We caught up with him recently at the Ecocity World Summit in San Francisco to talk about his work at Arup, the future of the global economy, and his ubiquitous bow tie ("a regular tie is too long for an engineer to wear at his desk, it gets in the way").
Chris Luebkeman: It is my observation that by optimizing the now, we forget to pause periodically to question if what we are doing now is the right thing — could (or should) we be doing things differently?
In the corporate world, decisions tend to be made very quickly. Once a business person can see a context, they are required to make a decision. With the continued globalization of industries of all kinds, we need to change corporate mindsets. By doing so, I believe we will have the greatest impact in dealing with the challenges currently facing the world.TreeHugger: What is an average day at the office like for you?
I spend, on average, about four days out of the week traveling, so there is no such thing as an average day at the office for me.
For example, a couple of weeks ago, I was in Los Angeles, California hosting a conversation with four major entertainment groups about the future of themed entertainment parks, with a focus on sustainability. That was a day at the office.
Shortly thereafter, I was in Cremona, Italy, the home of Stradivarius and the violin-making capital of the world. Arup is engaged in a project with the city to help them consider what the next generation of a musical experience visualization suite might be. When an artist purchases a violin, they like to play it, to hold it in their hands. A violin is a living object, it expresses itself differently in different spaces. I help them to hear the sound without leaving the room.
TH: What you are describing is not what we would expect from an engineering firm. How would you describe the work that Arup does?
CL: Arup is a series of vectors with a direction, a velocity and a common origin — in building engineering. Everything that we do flows from that common origin. Our focus is on integrated design, meaning we pull all of the different building and engineering professions together in one team. For example, we have people whose focus is on human behavior in spaces. This method gives us better results than using segregated design groups.
We design everything that could make up the components of a city. It all focuses on the built environment — not making sausages or growing rice. Our job is to create environmental systems which support healthy and balanced living within the built environment. This involves layers of interactions between natural and artificial systems, all of which allow you and me to sit here today.
We're on a journey with this, trying to understand these interactions as engineers and designers. Take bread, for example, a basic carbohydrate. Today, bread is shipped all over the place, and this movement requires enormous amounts of energy. So we ask the question, could these basic carbohydrates be produced locally? It is the same with all nutrients and minerals, you have to ask the question — where do they come from? It is the same with water, why do we flush our toilets with drinking water? And eliminating garbage; it is all a huge opportunity. This relates to the Factor 10 approach to radically increasing the productivity of the resources that we use.
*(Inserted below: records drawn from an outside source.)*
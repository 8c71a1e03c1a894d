use std::path::PathBuf;

use thiserror::Error;

use crate::locator::WidgetKind;

pub type Result<T> = std::result::Result<T, HarnessError>;

#[derive(Debug, Error)]
pub enum HarnessError {
    /// Locator found zero matches after the bounded wait
    #[error("{kind:?} field '{label}' not found after {timeout_ms}ms")]
    FieldNotFound {
        label: String,
        kind: WidgetKind,
        timeout_ms: u64,
    },

    /// Unique match required but several elements matched
    #[error("{kind:?} field '{label}' is ambiguous: {count} matches")]
    AmbiguousMatch {
        label: String,
        kind: WidgetKind,
        count: usize,
    },

    /// Dropdown option text not matched (strict mode)
    #[error("option '{option}' not found in dropdown '{field}'")]
    OptionNotFound { field: String, option: String },

    /// Dropdown opened but rendered no options
    #[error("dropdown '{field}' rendered no options")]
    NoOptions { field: String },

    #[error("could not navigate date picker '{field}' to {month} {year} within {attempts} attempts")]
    DateNavigationTimeout {
        field: String,
        month: String,
        year: i32,
        attempts: u32,
    },

    #[error("day {day} not found in date picker '{field}' for {month} {year}")]
    DateNotFound {
        field: String,
        day: u32,
        month: String,
        year: i32,
    },

    #[error("invalid date: {0}")]
    InvalidDate(String),

    /// Confirmation dialog for a delete action never appeared
    #[error("confirmation modal did not appear within {timeout_ms}ms")]
    ModalNotAppeared { timeout_ms: u64 },

    /// Progression control ("Save and next") absent or never enabled
    #[error("no enabled '{label}' button found")]
    SaveButtonMissing { label: String },

    #[error("value of '{field}' did not persist: expected '{expected}', got '{actual}'")]
    ValueNotPersisted {
        field: String,
        expected: String,
        actual: String,
    },

    #[error("timed out after {ms}ms waiting for {what}")]
    Timeout { what: String, ms: u64 },

    #[error("expected form step '{expected}', found '{actual}'")]
    UnexpectedStep { expected: String, actual: String },

    /// Node.js adapter failed to spawn
    #[error("failed to spawn {script} (is Node.js installed?): {source}")]
    SubprocessSpawn {
        script: String,
        #[source]
        source: std::io::Error,
    },

    #[error("browser session I/O: {0}")]
    SessionIo(String),

    /// Adapter answered ok=false
    #[error("browser command '{command}' failed: {error}")]
    SessionProtocol { command: String, error: String },

    #[error("JSON parse error ({context}): {source}")]
    JsonParse {
        context: String,
        #[source]
        source: serde_json::Error,
    },

    #[error("JSON serialize error ({context}): {source}")]
    JsonSerialize {
        context: String,
        #[source]
        source: serde_json::Error,
    },

    #[error("invalid configuration: {0}")]
    Config(String),

    #[error("file not readable: {path}")]
    MissingFile { path: PathBuf },

    #[error(transparent)]
    Io(#[from] std::io::Error),

    #[error(transparent)]
    Yaml(#[from] serde_yaml::Error),

    #[error("preflight request to {url} failed: {reason}")]
    Preflight { url: String, reason: String },
}

impl HarnessError {
    /// Errors an optional field or best-effort sub-flow may swallow.
    pub fn is_best_effort_skippable(&self) -> bool {
        matches!(
            self,
            HarnessError::FieldNotFound { .. }
                | HarnessError::ModalNotAppeared { .. }
                | HarnessError::Timeout { .. }
                | HarnessError::MissingFile { .. }
        )
    }
}
use std::time::{Duration, Instant};

use crate::browser::driver::{ElementRef, PageDriver};
use crate::error::{HarnessError, Result};

/// Default timeout for element-appearance polling.
pub const DEFAULT_TIMEOUT_MS: u64 = 5_000;

/// Default interval between polls.
pub const DEFAULT_POLL_INTERVAL_MS: u64 = 100;

/// Bounds for a condition-based wait.
#[derive(Debug, Clone, Copy, PartialEq, Eq)]
pub struct WaitOptions {
    pub timeout_ms: u64,
    pub poll_interval_ms: u64,
}

impl Default for WaitOptions {
    fn default() -> Self {
        Self {
            timeout_ms: DEFAULT_TIMEOUT_MS,
            poll_interval_ms: DEFAULT_POLL_INTERVAL_MS,
        }
    }
}

impl WaitOptions {
    pub fn new(timeout_ms: u64) -> Self {
        Self {
            timeout_ms,
            ..Self::default()
        }
    }

    /// Single check, no polling. Used for "is it there right now" checks.
    pub fn immediate() -> Self {
        Self {
            timeout_ms: 0,
            poll_interval_ms: 0,
        }
    }

    pub fn with_timeout(mut self, timeout_ms: u64) -> Self {
        self.timeout_ms = timeout_ms;
        self
    }

    pub fn with_poll_interval(mut self, poll_interval_ms: u64) -> Self {
        self.poll_interval_ms = poll_interval_ms;
        self
    }

    pub fn timeout(&self) -> Duration {
        Duration::from_millis(self.timeout_ms)
    }

    pub fn poll_interval(&self) -> Duration {
        Duration::from_millis(self.poll_interval_ms)
    }
}

/// Poll `check` until it yields `Some`, or the timeout elapses.
///
/// The check always runs at least once, so a zero timeout is a single check.
/// Errors from the check abort the wait immediately.
pub fn poll_until<T, F>(options: &WaitOptions, mut check: F) -> Result<Option<T>>
where
    F: FnMut() -> Result<Option<T>>,
{
    let start = Instant::now();
    loop {
        if let Some(value) = check()? {
            return Ok(Some(value));
        }
        if start.elapsed() >= options.timeout() {
            return Ok(None);
        }
        std::thread::sleep(options.poll_interval());
    }
}

/// Like [`poll_until`] for boolean conditions, failing with `Timeout`.
pub fn wait_for<F>(options: &WaitOptions, what: &str, mut condition: F) -> Result<()>
where
    F: FnMut() -> Result<bool>,
{
    let found = poll_until(options, || Ok(condition()?.then_some(())))?;
    found.ok_or_else(|| HarnessError::Timeout {
        what: what.to_string(),
        ms: options.timeout_ms,
    })
}

/// First visible element matching `selector`, polled until the timeout.
pub fn first_visible(
    driver: &mut dyn PageDriver,
    selector: &str,
    options: &WaitOptions,
) -> Result<Option<ElementRef>> {
    poll_until(options, || {
        let count = driver.count(selector)?;
        for i in 0..count {
            let element = ElementRef::new(selector, i);
            if driver.is_visible(&element)? {
                return Ok(Some(element));
            }
        }
        Ok(None)
    })
}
When I went into engineering in the 1970's, we were building bridges and roads to make the world better. Today the context has changed completely.
TH: Your job is to predict future trends. What are the major trends currently looming on the horizon that are likely to have an effect on Arup's work and on people's lifestyles in the future?
CL: First of all, I don't make predictions. I like to help people articulate what they already know. I try to help people describe their context and future contexts. There is no singular reality, rather there are always two sides to every story. I share observations, I do not predict.
If I look ahead, and these are observations , we already know that in the near- to mid-term, we will no longer be able to afford to ship goods all over the world. This is due to rising fuel costs owing to resource depletion. This will lead to a re-localization of manufacturing in countries all over the world.
Difficult issues are inevitably brought up. For example, the "poisoned chalice" of the service economy. Every country in the world is trying to move toward a service-based economy, as the US has done. China has made this a goal in its 2007 five-year plan. The "services" in a service economy are generally understood to be professional services — doctors, tech professionals, etc. But what about farmers? They provide an incredible service. We engineers provide a service with our PhD's, but a healthy ecosystem has everything from the humble ant to the mighty lion, from amoebas to leaves.
Sooner or later, a single person receiving a bonus of $6 billion will become obscenely intolerable in the face of the reality of the overwhelming majority of humanity.
I think we will reach a breaking point regarding the wealth gap sometime very soon. Historically, when the gap between rich and poor becomes critically unsustainable, that is when you see revolutions and major geopolitical shifts. We're not quite there yet, but we're not very far either.
TH: Can a project like Dongtan, which Arup is planning in China, really compensate for future trends such as these, when already today we are struggling to deal with current challenges and limitations?
CL: China has been incredibly clever, they used the US to kick start their economy, and now their internal demand will pick up any slack. They've never had an internal consumption economy, but they will build one through foresight and good planning.
It's not a matter of this or that project compensating for all future change — every little bit has to help. What we are trying to do with projects like Dongtan, and ecocity projects elsewhere, is to continually raise the bar.
Take LEED, for example. LEED has finally become an accepted standard for green building in the United States, but now they have to refine and improve the system if it is to remain relevant - something which I sincerely hope will continue to occur. Our approach is similar, we challenge ourselves to constantly set higher standards for sustainability.
TH: Are you optimistic about the future?
CL: It saddens me that my grandchildren will never see a polar bear. Still, I'm optimistic. It's a matter of each individual believing that they can make a difference. Every individual has to act, we carry a communal responsibility. It's not yet a tidal wave, but it's starting to happen. I'm optimistic.